I have spent hundreds of hours researching some Birmingham companies and spent lots of time and money locating and acquiring archive material, resulting in me publishing books about Herbert Austin, Wolseley, Morris Commercial and Alldays & Onions.
Unlike many authors (amateur) I have always been prepared not only to put my money where my mouth is and pay to publish my own books, but have always kept to my principle of never accepting royalty payments from their sales.
So, in my own way, I do consider that I have done-my-bit to promote these Birmingham companies and share my research with anyone interested and obviously DO CARE about the great heritage of the past!
Boomy
 

Radiorails

master brummie
Dollman Street is a fantastic place to visit it appears, but preferably in dark clothes. :D It also seems to be a place where more than one visit would be essential - rather like visiting a large town for the first time.
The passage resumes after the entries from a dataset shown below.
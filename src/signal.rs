//! Process-wide signal handling.
//!
//! Two unrelated asynchronous events are translated into state that normal code can observe:
//!
//! - Expiration of a [`BarcodeDevice`]'s idle timer, delivered as [`timeout_signal`]. Its handler
//!   increments the atomic counter whose address the timer carries, and does nothing else.
//! - A request to terminate the program (`SIGINT`, `SIGTERM`, ...), which sets the
//!   [`ShutdownFlag`].
//!
//! [`BarcodeDevice`]: crate::BarcodeDevice

use std::{
    ffi::{c_int, c_void},
    io, mem, ptr,
    sync::atomic::{AtomicBool, AtomicI32, Ordering},
};

use crate::util::cvt;

static TIMEOUT_HANDLER_INSTALLED: AtomicBool = AtomicBool::new(false);
static SHUTDOWN: AtomicBool = AtomicBool::new(false);

/// Returns the real-time signal reserved for idle timer notifications (`SIGRTMAX`).
///
/// Applications using this crate must not install their own handler for this signal, and must
/// not block it on threads that read from a [`BarcodeDevice`][crate::BarcodeDevice].
#[inline]
pub fn timeout_signal() -> c_int {
    libc::SIGRTMAX()
}

/// Installs the handler for [`timeout_signal`], unless that already happened.
///
/// The handler is installed without `SA_RESTART`, so that a `read(2)` blocked on a device
/// returns `EINTR` when the timer fires.
///
/// The installation state is a plain flag: concurrent first calls are harmless (both install the
/// same handler), but callers are expected to open devices from one thread.
pub(crate) fn install_timeout_handler() -> io::Result<()> {
    if TIMEOUT_HANDLER_INSTALLED.load(Ordering::Acquire) {
        return Ok(());
    }

    let signum = timeout_signal();
    unsafe {
        let mut act: libc::sigaction = mem::zeroed();
        act.sa_sigaction = handle_timeout as extern "C" fn(c_int, *mut libc::siginfo_t, *mut c_void)
            as libc::sighandler_t;
        act.sa_flags = libc::SA_SIGINFO;
        libc::sigemptyset(&mut act.sa_mask);
        cvt(libc::sigaction(signum, &act, ptr::null_mut()))?;
    }

    TIMEOUT_HANDLER_INSTALLED.store(true, Ordering::Release);
    log::debug!("installed idle timer handler for signal {signum}");
    Ok(())
}

extern "C" fn handle_timeout(_signum: c_int, info: *mut libc::siginfo_t, _ctx: *mut c_void) {
    // Runs in signal context and may interrupt anything, including itself.
    // Only a single atomic RMW on memory owned by a live timer is allowed here.
    unsafe {
        if let Some(info) = info.as_ref() {
            count_expiration(info);
        }
    }
}

/// Increments the counter referenced by a timer-originated `info`.
///
/// Returns whether `info` was a timer expiration carrying a counter.
///
/// # Safety
///
/// If `info` originates from a timer, its `sival_ptr` must be null or point to a live
/// [`AtomicI32`].
unsafe fn count_expiration(info: &libc::siginfo_t) -> bool {
    if info.si_code != libc::SI_TIMER {
        return false;
    }
    let counter = unsafe { info.si_value().sival_ptr }.cast::<AtomicI32>();
    if counter.is_null() {
        return false;
    }
    unsafe {
        (*counter).fetch_add(1, Ordering::SeqCst);
    }
    true
}

/// Dequeues every pending [`timeout_signal`] without waiting, counting each timer-originated one
/// exactly like the live handler would.
///
/// Called after a timer has been deleted, while the counter it referenced is still alive, so that
/// a late expiration cannot be delivered after the counter's memory has been reused.
///
/// Returns the number of signals dequeued.
pub(crate) fn drain_pending_timeouts() -> usize {
    let signum = timeout_signal();
    let mut drained = 0;
    unsafe {
        let mut set: libc::sigset_t = mem::zeroed();
        libc::sigemptyset(&mut set);
        libc::sigaddset(&mut set, signum);
        let poll = libc::timespec {
            tv_sec: 0,
            tv_nsec: 0,
        };

        loop {
            let mut info: libc::siginfo_t = mem::zeroed();
            if libc::sigtimedwait(&set, &mut info, &poll) != signum {
                break;
            }
            drained += 1;
            count_expiration(&info);
        }
    }
    drained
}

/// Handle to the process-wide shutdown flag.
///
/// The flag starts out unset when the process starts, is set (idempotently) by any signal
/// registered through [`install_shutdown`] or [`ShutdownFlag::install`], and is never reset.
///
/// Reading barcodes never consults the flag by itself. A driving loop receives the handle and
/// checks [`ShutdownFlag::is_set`] between [`BarcodeDevice::read`] calls.
///
/// Since the signal handlers are installed without `SA_RESTART`, a termination signal interrupts
/// a blocked read, but the read resumes waiting; shutdown is noticed once the current read
/// returns, at the latest when its idle timeout expires.
///
/// [`BarcodeDevice::read`]: crate::BarcodeDevice::read
#[derive(Debug, Clone, Copy)]
pub struct ShutdownFlag {
    _p: (),
}

impl ShutdownFlag {
    /// The conventional termination signals: `SIGINT`, `SIGTERM` and `SIGHUP`.
    pub const DEFAULT_SIGNALS: [c_int; 3] = [libc::SIGINT, libc::SIGTERM, libc::SIGHUP];

    /// Returns a handle to the flag without registering any signal.
    #[inline]
    pub fn get() -> Self {
        Self { _p: () }
    }

    /// Registers every signal in `signals` to set the flag.
    ///
    /// Stops at, and returns, the first registration error.
    pub fn install(signals: &[c_int]) -> io::Result<Self> {
        for &signum in signals {
            install_shutdown(signum)?;
        }
        Ok(Self::get())
    }

    /// Returns whether any registered signal has been received.
    #[inline]
    pub fn is_set(&self) -> bool {
        SHUTDOWN.load(Ordering::Relaxed)
    }
}

/// Registers `signum` to set the [`ShutdownFlag`].
///
/// May be called for any number of different signals; each call only changes the disposition of
/// `signum`.
///
/// # Errors
///
/// Returns the OS error if the handler cannot be installed, eg. [`io::ErrorKind::InvalidInput`]
/// for `SIGKILL` or an out-of-range signal number.
pub fn install_shutdown(signum: c_int) -> io::Result<ShutdownFlag> {
    unsafe {
        let mut act: libc::sigaction = mem::zeroed();
        act.sa_sigaction = handle_shutdown as extern "C" fn(c_int) as libc::sighandler_t;
        act.sa_flags = 0;
        libc::sigemptyset(&mut act.sa_mask);
        cvt(libc::sigaction(signum, &act, ptr::null_mut()))?;
    }
    log::debug!("signal {signum} now requests shutdown");
    Ok(ShutdownFlag::get())
}

extern "C" fn handle_shutdown(_signum: c_int) {
    SHUTDOWN.store(true, Ordering::Relaxed);
}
It is unlikely that I would get there so I appreciate the photos of some of the artefacts stored there.
It is interesting to note that the first posts in this thread - twelve years ago - were suggesting that a decent kind of exhibition place be found to display many of the items in store.
Looking in, from outside, it seems that the city is quite prompt in removing much of its history - agreed some areas needed to go - but somewhat slack in preserving what is left and providing a suitable place somewhere for all to see what remains. It doesn't have to be in the expensive inner city area; Wythall, Aldridge and I guess some of the other heritage places do well on the perimeter.
 

Vivienne14

Super Moderator
Staff member
Absolutely Alan. And if you get people to think creatively about how that could be made to work, it’s a possible way forward. The Black Country Museum didn’t get off the ground and become a success story by using the traditional museum model. Viv.
 

rockit

LowTech
[QUOTE="... A pity to have all this stuff in storage and never seen.... would be great to have a heritage centre, but maybe it needs a bit more creative thinking to put it to use in a different way. A nice touch is using the old bus to transport people there. Who knows what might become viable in the future.... [/QUOTE]

...or even a metro tram thingy fom town centre if they can get around to making outskirts more accessible...

Attached pic of early 'Desktop' which I think was at Newhall Street museum but now at Warehouse.